Aunque lo expuesto dará muestra de la inquina que hacia mí mostraba mi baño, lo peor vino cuando intentó matarme, cosa que hizo en dos ocasiones. Un día en que se había roto la afeitadora decidí usar la brocha, el jabón y las cuchillas. Haber arreglado la maldita afeitadora, dirán ustedes. Es lo que debería haber hecho, no les niego la razón, pero por una razón u otra, allí estaba yo sin afeitadora. Miré con recelo las cuchillas y no pude determinar cuando fue la última vez que las había usado. Ni cual estaba sin usar. Según procedía con la operación, los nervios se iban apoderando de mí. La desgracia producía una irresistible atracción, mi mano temblaba. El baño se había conjurado y sucedió lo inevitable. El corte de más de diez centímetros sangró abundantemente y, a pesar de la cura de urgencia, se infectó y me obligó a llevar un enorme esparadrapo durante más de dos semanas.

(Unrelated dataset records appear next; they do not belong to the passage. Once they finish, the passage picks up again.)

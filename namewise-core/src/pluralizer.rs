//! Plural and singular forms of identifier nouns.
//!
//! These are table-driven heuristics tuned for identifiers, not English at
//! large: "Index" becomes "Indices", "Data" and "Information" never change,
//! and a few words ("bases", "sources") are rewritten to the vocabulary the
//! naming rules expect.

use crate::case_model::{first_word, is_word_start, last_word, match_leading_case, CaseMode};
use crate::entity_marker::{has_marker, strip_entity_marker};
use crate::markers::{split_field_prefix, ALLOWED_COLLECTION_NAMES, COMPOUND_SUFFIXES};

/// Exact rewrites applied to a computed plural
const PLURAL_OVERRIDES: &[(&str, &str)] = &[("bases", "items"), ("sources", "source")];

/// Words ending in "s" that are not plurals
const SINGULAR_EXEMPT: &[&str] = &[
    "Alias", "Always", "Atlas", "Bias", "Canvas", "Gas", "Lens", "News", "Series", "Species",
];

/// Nouns whose singular ends in "ie", so "-ies" only loses the "s"
const IE_NOUNS: &[&str] = &[
    "Calories", "Cookies", "Lies", "Movies", "Pies", "Rookies", "Selfies", "Ties", "Zombies",
];

/// Propose the plural name for a collection-like identifier.
///
/// Returns `None` when the name is an accepted collection name ("list",
/// "playList"), when nothing is left once the collection suffix is removed,
/// or when the proposal would equal `name`.
pub fn pluralize<S: AsRef<str>>(name: &str, comparison: CaseMode, suffixes: &[S]) -> Option<String> {
    if name.trim().is_empty() {
        return None;
    }

    let (prefix, rest) = split_field_prefix(name);
    if ALLOWED_COLLECTION_NAMES
        .iter()
        .any(|allowed| comparison.equals(rest, allowed))
    {
        return None;
    }

    let stem = match suffixes
        .iter()
        .map(AsRef::as_ref)
        .find(|suffix| !suffix.is_empty() && comparison.ends_with(rest, suffix))
    {
        Some(suffix) => &rest[..rest.len() - suffix.len()],
        None => rest,
    };
    if stem.is_empty() {
        return None;
    }

    let stem = if has_marker(stem) {
        strip_entity_marker(stem)
    } else {
        stem.to_string()
    };

    // A first word that already ends in "s" reads as plural ("ItemsToProcess")
    let plural = if CaseMode::OrdinalIgnoreCase.ends_with(first_word(&stem), "s") {
        stem
    } else {
        make_plural(&stem)
    };

    let proposed = format!("{prefix}{}", apply_overrides(&plural));
    (proposed != name).then_some(proposed)
}

/// Plural form of a noun (or of the last noun of a compound identifier).
pub fn make_plural(noun: &str) -> String {
    if noun.trim().is_empty() {
        return noun.to_string();
    }

    let ends = |suffix: &str| CaseMode::OrdinalIgnoreCase.ends_with(noun, suffix);
    let cut = |count: usize| &noun[..noun.len() - count];

    if ends("ay") || ends("ey") {
        return format!("{noun}s");
    }
    if ends("y") {
        return format!("{}ies", cut(1));
    }
    if ends("ays") || ends("eys") {
        return noun.to_string();
    }
    if ends("ys") {
        return format!("{}ies", cut(2));
    }
    if ends("ss") {
        return format!("{noun}es");
    }
    if ends("ed") {
        return noun.to_string();
    }
    if ends("child") {
        return format!("{noun}ren");
    }
    if ends("children") {
        return noun.to_string();
    }
    if ends("complete") {
        return match_leading_case("all", noun);
    }
    if ends("datas") {
        return cut(1).to_string();
    }
    if ends("data") {
        return noun.to_string();
    }
    if ends("ndex") {
        return format!("{}ices", cut(2));
    }
    if ends("nformations") {
        return cut(1).to_string();
    }
    if ends("nformation") {
        return noun.to_string();
    }

    for suffix in COMPOUND_SUFFIXES {
        let start = noun.len().saturating_sub(suffix.len());
        if start > 0
            && CaseMode::OrdinalIgnoreCase.ends_with(noun, suffix)
            && is_word_start(noun, start)
        {
            let stem = cut(suffix.len()).trim_end_matches('_');
            if !stem.is_empty() {
                return make_plural(stem);
            }
        }
    }

    if has_marker(noun) {
        let stripped = strip_entity_marker(noun);
        if stripped != noun {
            return make_plural(&stripped);
        }
    }

    if ends("s") {
        noun.to_string()
    } else {
        format!("{noun}s")
    }
}

/// Singular form of the last word of `noun`.
pub fn make_singular(noun: &str) -> String {
    let Some((offset, word)) = last_word(noun) else {
        return noun.to_string();
    };

    let tail = &noun[offset + word.len()..];
    format!("{}{}{tail}", &noun[..offset], singular_word(word))
}

fn singular_word(word: &str) -> String {
    let ends = |suffix: &str| CaseMode::OrdinalIgnoreCase.ends_with(word, suffix);
    let cut = |count: usize| &word[..word.len() - count];

    if SINGULAR_EXEMPT
        .iter()
        .any(|exempt| exempt.eq_ignore_ascii_case(word))
    {
        return word.to_string();
    }
    if ends("children") {
        return cut(3).to_string();
    }
    if ends("data") || ends("nformation") {
        return word.to_string();
    }
    if ends("ndices") {
        return format!("{}ex", cut(4));
    }
    if IE_NOUNS.iter().any(|noun| noun.eq_ignore_ascii_case(word)) {
        return cut(1).to_string();
    }
    if ends("ies") && word.len() > 3 {
        return format!("{}y", cut(3));
    }
    if ends("sses") || ends("shes") || ends("tches") || ends("rches") || ends("xes") || ends("uses") {
        return cut(2).to_string();
    }
    if ends("ss") || ends("us") || ends("is") || ends("ics") {
        return word.to_string();
    }
    if ends("s") && word.len() > 1 {
        return cut(1).to_string();
    }

    word.to_string()
}

fn apply_overrides(plural: &str) -> String {
    PLURAL_OVERRIDES
        .iter()
        .find(|(from, _)| from.eq_ignore_ascii_case(plural))
        .map_or_else(|| plural.to_string(), |(_, to)| match_leading_case(to, plural))
}

/// True when the last word of `name` reads as a plural noun.
pub fn looks_plural(name: &str) -> bool {
    match last_word(name) {
        Some((_, word)) => word.len() > 1 && singular_word(word) != word,
        None => false,
    }
}
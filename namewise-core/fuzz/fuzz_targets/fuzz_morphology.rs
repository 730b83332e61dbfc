#![no_main]

use libfuzzer_sys::fuzz_target;
use namewise_core::{CaseMode, Morphology, SymbolTable};

fuzz_target!(|data: &[u8]| {
    if data.is_empty() {
        return;
    }

    let input = String::from_utf8_lossy(data);
    let morphology = Morphology::default();

    for name in input.lines().take(20) {
        let name: String = name.chars().take(100).collect();
        let _ = morphology.pluralize(&name, CaseMode::Ordinal, &["List", "Array"]);
        let _ = morphology.pluralize(&name, CaseMode::OrdinalIgnoreCase, &["collection"]);
        let _ = morphology.try_make_verb(&name);
        let _ = morphology.make_gerund(&name);
        let _ = morphology.strip_entity_marker(&name);
        let _ = morphology.expand_abbreviations(&name);
        let _ = morphology.replace_number_slang(&name);
    }

    let _ = SymbolTable::from_json(&input, morphology.cache());
});
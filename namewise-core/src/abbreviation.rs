use crate::case_model::{is_word_end, is_word_start, match_leading_case};
use crate::markers::{Marker, MarkerCategory, MarkerTable, DEFAULT_ABBREVIATIONS, NUMBER_SLANG};
use aho_corasick::{AhoCorasick, MatchKind};
use regex::Regex;
use std::sync::OnceLock;
use tracing::warn;

/// Abbreviations and the words they stand for, matched on word boundaries.
#[derive(Debug, Clone)]
pub struct AbbreviationTable {
    table: MarkerTable,
    matcher: Option<AhoCorasick>,
}

impl Default for AbbreviationTable {
    fn default() -> Self {
        Self::new(
            DEFAULT_ABBREVIATIONS
                .iter()
                .map(|(short, long)| ((*short).to_string(), (*long).to_string())),
        )
    }
}

impl AbbreviationTable {
    pub fn new(entries: impl IntoIterator<Item = (String, String)>) -> Self {
        let table = MarkerTable::new(entries.into_iter().map(|(short, long)| {
            Marker::new(short, MarkerCategory::Abbreviation).with_replacement(long)
        }));

        let matcher = AhoCorasick::builder()
            .ascii_case_insensitive(true)
            .match_kind(MatchKind::LeftmostLongest)
            .build(table.texts())
            .map_err(|e| warn!("abbreviation matcher unavailable: {e}"))
            .ok();

        Self { table, matcher }
    }

    /// Default table extended (or overridden) by `extra`
    pub fn with_extra<'a>(extra: impl IntoIterator<Item = (&'a String, &'a String)>) -> Self {
        let mut entries: Vec<(String, String)> = extra
            .into_iter()
            .map(|(short, long)| (short.clone(), long.clone()))
            .collect();
        for (short, long) in DEFAULT_ABBREVIATIONS {
            if !entries.iter().any(|(s, _)| s.eq_ignore_ascii_case(short)) {
                entries.push(((*short).to_string(), (*long).to_string()));
            }
        }
        Self::new(entries)
    }

    pub fn len(&self) -> usize {
        self.table.len()
    }

    pub fn is_empty(&self) -> bool {
        self.table.is_empty()
    }

    /// Replace every whole-word abbreviation in `name` with its full word.
    ///
    /// Returns `None` when nothing was expanded.
    pub fn expand(&self, name: &str) -> Option<String> {
        let matcher = self.matcher.as_ref()?;
        let mut out = String::with_capacity(name.len() + 16);
        let mut last = 0;
        let mut changed = false;

        for found in matcher.find_iter(name) {
            let (start, end) = (found.start(), found.end());
            if !is_word_start(name, start) || !is_word_end(name, end) {
                continue;
            }
            let Some(replacement) = self
                .table
                .iter()
                .nth(found.pattern().as_usize())
                .and_then(|marker| marker.replacement.as_deref())
            else {
                continue;
            };

            let text = &name[start..end];
            out.push_str(&name[last..start]);
            out.push_str(&match_leading_case(replacement, text));
            last = end;
            changed = true;
        }

        if !changed {
            return None;
        }
        out.push_str(&name[last..]);
        Some(out)
    }
}

static NUMBER_SLANG_PATTERN: OnceLock<Option<Regex>> = OnceLock::new();

fn number_slang_pattern() -> Option<&'static Regex> {
    NUMBER_SLANG_PATTERN
        .get_or_init(|| {
            let digits: String = NUMBER_SLANG.iter().map(|(digit, _)| *digit).collect();
            Regex::new(&format!("[{digits}][A-Z][a-z]")).ok()
        })
        .as_ref()
}

/// Replace digits used as words between two words ("Convert2String").
///
/// Returns `None` when the name has no such digit.
pub fn replace_number_slang(name: &str) -> Option<String> {
    let pattern = number_slang_pattern()?;
    let bytes = name.as_bytes();
    let mut out = String::with_capacity(name.len() + 8);
    let mut last = 0;

    for found in pattern.find_iter(name) {
        let start = found.start();
        if start == 0 || !bytes[start - 1].is_ascii_alphabetic() {
            continue;
        }
        let digit = &name[start..=start];
        let Some((_, word)) = NUMBER_SLANG.iter().find(|(d, _)| *d == digit) else {
            continue;
        };
        out.push_str(&name[last..start]);
        out.push_str(word);
        last = start + 1;
    }

    if last == 0 {
        return None;
    }
    out.push_str(&name[last..]);
    Some(out)
}

#[cfg(test)]
mod tests {
    use super::*;
    use std::collections::BTreeMap;

    #[test]
    fn test_expand_pascal_and_camel() {
        let table = AbbreviationTable::default();
        assert_eq!(table.expand("ErrorMsg").as_deref(), Some("ErrorMessage"));
        assert_eq!(table.expand("msgText").as_deref(), Some("messageText"));
        assert_eq!(table.expand("m_btnOk").as_deref(), Some("m_buttonOk"));
        assert_eq!(table.expand("SrcIdx").as_deref(), Some("SourceIndex"));
    }

    #[test]
    fn test_expand_prefers_longest_abbreviation() {
        let table = AbbreviationTable::default();
        assert_eq!(table.expand("ParseArgs").as_deref(), Some("ParseArguments"));
        assert_eq!(table.expand("QueryParams").as_deref(), Some("QueryParameters"));
    }

    #[test]
    fn test_expand_ignores_partial_words() {
        let table = AbbreviationTable::default();
        assert_eq!(table.expand("Argument"), None);
        assert_eq!(table.expand("PhoneNumber"), None);
        assert_eq!(table.expand("Destination"), None);
        assert_eq!(table.expand("Request"), None);
        assert_eq!(table.expand("Customer"), None);
    }

    #[test]
    fn test_with_extra_overrides_defaults() {
        let mut extra = BTreeMap::new();
        extra.insert("Ctx".to_string(), "Container".to_string());
        extra.insert("Repo".to_string(), "Repository".to_string());
        let table = AbbreviationTable::with_extra(&extra);

        assert_eq!(table.expand("RequestCtx").as_deref(), Some("RequestContainer"));
        assert_eq!(table.expand("UserRepo").as_deref(), Some("UserRepository"));
        assert_eq!(table.expand("ErrorMsg").as_deref(), Some("ErrorMessage"));
    }

    #[test]
    fn test_replace_number_slang() {
        assert_eq!(replace_number_slang("Convert2String").as_deref(), Some("ConvertToString"));
        assert_eq!(replace_number_slang("str2Int").as_deref(), Some("strToInt"));
        assert_eq!(replace_number_slang("Ready4Use").as_deref(), Some("ReadyForUse"));
    }

    #[test]
    fn test_number_slang_leaves_real_numbers() {
        assert_eq!(replace_number_slang("Vector2D"), None);
        assert_eq!(replace_number_slang("Base64Encoder"), None);
        assert_eq!(replace_number_slang("2Fast"), None);
        assert_eq!(replace_number_slang("Customer"), None);
    }
}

Un día, mi mujer me encontró sollozando en la habitación del fondo. Tenemos que hablar, me dijo. A estas alturas ustedes juzgarían normal que me hubiera abandonado, pero mi mujer es especial. La adoro y sin ella mi vida hubiera caído en el más insondable abismo. Su dulzura y su comprensión me dieron pie a contarle mi drama, drama que ella ya conocía. Dos horas pasamos abrazados, dos horas en las que por primera vez en años me sentí comprendido y cobijado. Lo superaremos, afirmó. Aquella noche volví a nuestro dormitorio y dormí de un tirón. A partir de ese momento usé el baño con regularidad y si algún pensamiento inconveniente acudía a mi mente, yo lo desdeñaba con seguridad. De nuevo los delfines y los pececillos me resultaban gratos.

Hasta el día en que intentó matarme por segunda vez. Estaba yo duchándome cuando se apagó la luz. Preso de una gran inquietud di un par de voces para ver si alguien lo arreglaba. Entonces recordé que me hallaba solo. Estaba tratando de relajarme y pensar con calma cuando el agua se tornó súbitamente ardiente. Di un brinco hacia afuera pero resbalé con el jabón. Me agarré a la cortina del bañó mas esta cedió y, arrastrándola, caí hasta el fondo de la bañera golpeándome la cabeza. Una hora después mi mujer me encontró sin sentido mientras mi sangre se mezclaba con el agua para desaparecer por el sumidero.

Hemos cambiado de casa. Les parecerá a ustedes una extravagancia abandonar una casa a los dos años de vivir en ella, especialmente por unos motivos tan poco fundados como los míos. Vuelvo a repetirles que de haberse encontrado en mi situación, sus pensamientos serían otros. Empeñamos todo lo que teníamos y nos endeudamos por muchos años. Mi mujer es sumamente comprensiva y una vez más ha salvado nuestro matrimonio. La nueva casa es maravillosa y yo me encuentro en plena forma tras haber superado mis anteriores temores. El baño es de nuevo mi amigo y ya no me importa que el papel falte con reiteración. Los delfines y pececillos y el suave color azul pastel han sido substituidos por flores y por un gentil tono rosa pálido. Hace pocos días estaba observando los delicados pétalos mientras orinaba, cuando la tapa cayó sin previo aviso ocasionando que orinara sobre la tapa, el sanitario y el suelo hasta que controlé la micción como pude. Le puede pasar a cualquiera, no crean que han vuelto mis obsesiones. Aunque la luz se vaya con frecuencia o la temperatura del agua mude inoportunamente, aunque falte el jabón o no haya toallas, yo soy plenamente feliz y me encuentro en perfecta sintonía con el cuarto de baño, el mejor amigo del hombre.